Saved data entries
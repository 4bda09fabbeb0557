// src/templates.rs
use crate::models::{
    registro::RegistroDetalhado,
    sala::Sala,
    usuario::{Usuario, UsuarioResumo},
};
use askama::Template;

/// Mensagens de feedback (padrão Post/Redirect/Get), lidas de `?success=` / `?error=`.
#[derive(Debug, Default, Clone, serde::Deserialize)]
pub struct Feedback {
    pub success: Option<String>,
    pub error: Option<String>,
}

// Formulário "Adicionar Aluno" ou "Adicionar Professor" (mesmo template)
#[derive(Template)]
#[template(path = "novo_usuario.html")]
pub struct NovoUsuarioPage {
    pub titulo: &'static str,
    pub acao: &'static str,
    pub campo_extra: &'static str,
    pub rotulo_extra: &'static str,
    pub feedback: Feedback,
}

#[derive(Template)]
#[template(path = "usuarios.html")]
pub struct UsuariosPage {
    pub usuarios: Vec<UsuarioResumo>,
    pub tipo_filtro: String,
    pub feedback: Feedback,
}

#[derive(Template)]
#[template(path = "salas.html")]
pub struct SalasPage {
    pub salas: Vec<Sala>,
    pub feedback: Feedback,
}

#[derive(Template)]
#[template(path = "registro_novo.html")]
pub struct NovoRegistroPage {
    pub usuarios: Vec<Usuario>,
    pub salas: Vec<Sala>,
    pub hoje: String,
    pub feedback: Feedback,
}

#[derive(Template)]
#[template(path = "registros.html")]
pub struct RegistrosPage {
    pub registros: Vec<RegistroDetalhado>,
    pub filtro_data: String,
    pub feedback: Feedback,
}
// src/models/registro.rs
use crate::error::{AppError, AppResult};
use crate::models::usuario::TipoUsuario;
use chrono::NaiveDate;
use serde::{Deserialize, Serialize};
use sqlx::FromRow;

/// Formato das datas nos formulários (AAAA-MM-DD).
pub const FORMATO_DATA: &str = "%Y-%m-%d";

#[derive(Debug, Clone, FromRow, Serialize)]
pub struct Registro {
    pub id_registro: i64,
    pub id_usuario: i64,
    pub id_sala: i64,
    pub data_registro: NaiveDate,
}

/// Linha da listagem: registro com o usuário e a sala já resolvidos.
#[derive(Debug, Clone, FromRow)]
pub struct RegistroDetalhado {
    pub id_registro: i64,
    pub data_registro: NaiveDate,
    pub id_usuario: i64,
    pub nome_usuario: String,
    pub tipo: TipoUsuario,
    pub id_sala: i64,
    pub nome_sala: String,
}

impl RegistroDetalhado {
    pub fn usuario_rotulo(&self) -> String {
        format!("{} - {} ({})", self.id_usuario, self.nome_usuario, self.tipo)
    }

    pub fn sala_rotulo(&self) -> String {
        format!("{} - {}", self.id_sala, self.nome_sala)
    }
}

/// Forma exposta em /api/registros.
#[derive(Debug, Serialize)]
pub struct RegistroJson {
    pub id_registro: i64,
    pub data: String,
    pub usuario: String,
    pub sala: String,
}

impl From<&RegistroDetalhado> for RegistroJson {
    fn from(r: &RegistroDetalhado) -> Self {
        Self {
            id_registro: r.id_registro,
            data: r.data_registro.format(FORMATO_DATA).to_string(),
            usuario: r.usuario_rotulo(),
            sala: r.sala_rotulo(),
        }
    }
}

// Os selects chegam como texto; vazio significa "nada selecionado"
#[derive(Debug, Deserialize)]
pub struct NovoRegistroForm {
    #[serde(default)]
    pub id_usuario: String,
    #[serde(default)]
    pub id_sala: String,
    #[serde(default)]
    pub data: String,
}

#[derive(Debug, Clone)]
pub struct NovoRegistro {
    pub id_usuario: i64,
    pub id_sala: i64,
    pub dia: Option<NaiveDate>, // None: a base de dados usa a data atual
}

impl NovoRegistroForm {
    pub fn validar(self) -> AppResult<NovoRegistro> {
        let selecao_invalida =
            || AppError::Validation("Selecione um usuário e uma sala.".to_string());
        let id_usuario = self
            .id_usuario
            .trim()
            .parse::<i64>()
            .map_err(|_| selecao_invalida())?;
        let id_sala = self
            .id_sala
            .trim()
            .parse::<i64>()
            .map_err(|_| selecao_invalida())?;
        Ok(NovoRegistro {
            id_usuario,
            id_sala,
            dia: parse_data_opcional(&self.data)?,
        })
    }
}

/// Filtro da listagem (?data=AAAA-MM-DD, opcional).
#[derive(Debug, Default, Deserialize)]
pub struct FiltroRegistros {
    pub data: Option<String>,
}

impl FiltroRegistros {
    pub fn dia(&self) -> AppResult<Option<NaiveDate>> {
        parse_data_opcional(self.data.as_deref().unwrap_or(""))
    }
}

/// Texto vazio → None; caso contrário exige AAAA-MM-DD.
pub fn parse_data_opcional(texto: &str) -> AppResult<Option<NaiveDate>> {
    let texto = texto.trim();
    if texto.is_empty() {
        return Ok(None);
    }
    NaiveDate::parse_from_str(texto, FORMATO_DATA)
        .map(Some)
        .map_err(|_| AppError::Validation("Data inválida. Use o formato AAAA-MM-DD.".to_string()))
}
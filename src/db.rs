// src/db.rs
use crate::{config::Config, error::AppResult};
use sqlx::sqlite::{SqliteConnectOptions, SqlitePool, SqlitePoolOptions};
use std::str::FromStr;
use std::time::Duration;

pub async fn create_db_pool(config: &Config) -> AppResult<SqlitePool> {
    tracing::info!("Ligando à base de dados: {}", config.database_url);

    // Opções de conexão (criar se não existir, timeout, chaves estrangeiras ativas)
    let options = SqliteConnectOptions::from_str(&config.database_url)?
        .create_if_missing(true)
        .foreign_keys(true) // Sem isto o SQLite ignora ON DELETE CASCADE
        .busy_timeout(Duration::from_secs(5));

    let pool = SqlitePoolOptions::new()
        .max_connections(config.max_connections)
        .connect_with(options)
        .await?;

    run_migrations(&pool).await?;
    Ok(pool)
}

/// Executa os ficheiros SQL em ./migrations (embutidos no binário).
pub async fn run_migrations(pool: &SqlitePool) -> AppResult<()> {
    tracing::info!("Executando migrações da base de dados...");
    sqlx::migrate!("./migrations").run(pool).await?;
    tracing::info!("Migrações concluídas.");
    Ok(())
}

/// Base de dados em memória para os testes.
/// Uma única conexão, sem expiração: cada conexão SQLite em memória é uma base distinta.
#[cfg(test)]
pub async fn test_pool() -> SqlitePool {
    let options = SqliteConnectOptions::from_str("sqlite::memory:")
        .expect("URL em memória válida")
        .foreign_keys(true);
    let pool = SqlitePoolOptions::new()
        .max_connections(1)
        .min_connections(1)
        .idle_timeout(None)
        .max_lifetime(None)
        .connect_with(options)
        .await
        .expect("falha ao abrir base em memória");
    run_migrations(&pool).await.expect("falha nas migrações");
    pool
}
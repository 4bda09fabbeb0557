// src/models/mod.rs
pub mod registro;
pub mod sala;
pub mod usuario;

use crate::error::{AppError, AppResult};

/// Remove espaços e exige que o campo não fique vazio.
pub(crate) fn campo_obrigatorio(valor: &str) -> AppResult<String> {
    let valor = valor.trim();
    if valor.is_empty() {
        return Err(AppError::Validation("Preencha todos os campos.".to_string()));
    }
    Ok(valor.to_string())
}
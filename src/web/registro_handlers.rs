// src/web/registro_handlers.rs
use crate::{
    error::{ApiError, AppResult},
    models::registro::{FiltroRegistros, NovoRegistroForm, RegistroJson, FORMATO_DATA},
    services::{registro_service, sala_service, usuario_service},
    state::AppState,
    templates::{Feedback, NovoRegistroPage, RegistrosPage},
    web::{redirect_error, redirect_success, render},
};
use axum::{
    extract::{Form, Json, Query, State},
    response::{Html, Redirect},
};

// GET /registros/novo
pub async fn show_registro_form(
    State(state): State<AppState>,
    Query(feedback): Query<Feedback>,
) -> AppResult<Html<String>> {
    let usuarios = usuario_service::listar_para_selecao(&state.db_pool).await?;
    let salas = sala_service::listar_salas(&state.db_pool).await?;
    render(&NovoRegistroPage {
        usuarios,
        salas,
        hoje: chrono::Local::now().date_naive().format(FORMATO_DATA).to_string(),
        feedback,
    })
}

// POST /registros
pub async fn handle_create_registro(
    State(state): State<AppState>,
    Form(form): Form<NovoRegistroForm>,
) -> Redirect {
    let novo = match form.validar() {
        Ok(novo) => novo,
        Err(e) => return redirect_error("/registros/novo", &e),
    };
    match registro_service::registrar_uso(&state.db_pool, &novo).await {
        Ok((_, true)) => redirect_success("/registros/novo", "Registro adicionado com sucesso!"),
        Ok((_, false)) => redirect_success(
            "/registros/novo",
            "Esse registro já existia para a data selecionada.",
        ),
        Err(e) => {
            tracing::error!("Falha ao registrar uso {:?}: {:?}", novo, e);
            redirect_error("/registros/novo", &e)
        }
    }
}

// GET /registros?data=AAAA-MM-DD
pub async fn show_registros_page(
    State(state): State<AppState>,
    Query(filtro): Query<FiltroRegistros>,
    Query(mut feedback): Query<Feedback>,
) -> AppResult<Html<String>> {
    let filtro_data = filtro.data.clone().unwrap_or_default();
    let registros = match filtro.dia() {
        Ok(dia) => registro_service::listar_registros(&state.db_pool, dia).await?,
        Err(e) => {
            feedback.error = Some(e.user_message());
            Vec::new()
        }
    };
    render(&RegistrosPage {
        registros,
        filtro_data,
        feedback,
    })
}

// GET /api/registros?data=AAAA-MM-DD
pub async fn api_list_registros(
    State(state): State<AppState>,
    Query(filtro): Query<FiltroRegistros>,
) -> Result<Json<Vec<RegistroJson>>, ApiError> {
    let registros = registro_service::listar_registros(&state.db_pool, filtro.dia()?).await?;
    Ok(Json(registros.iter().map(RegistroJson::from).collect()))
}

◆ Task brief: Find the word "path" in the data and show each line that holds it.

◆ Finished task:
#[template(path = "novo_usuario.html")]
#[template(path = "usuarios.html")]
#[template(path = "salas.html")]
#[template(path = "registro_novo.html")]
#[template(path = "registros.html")]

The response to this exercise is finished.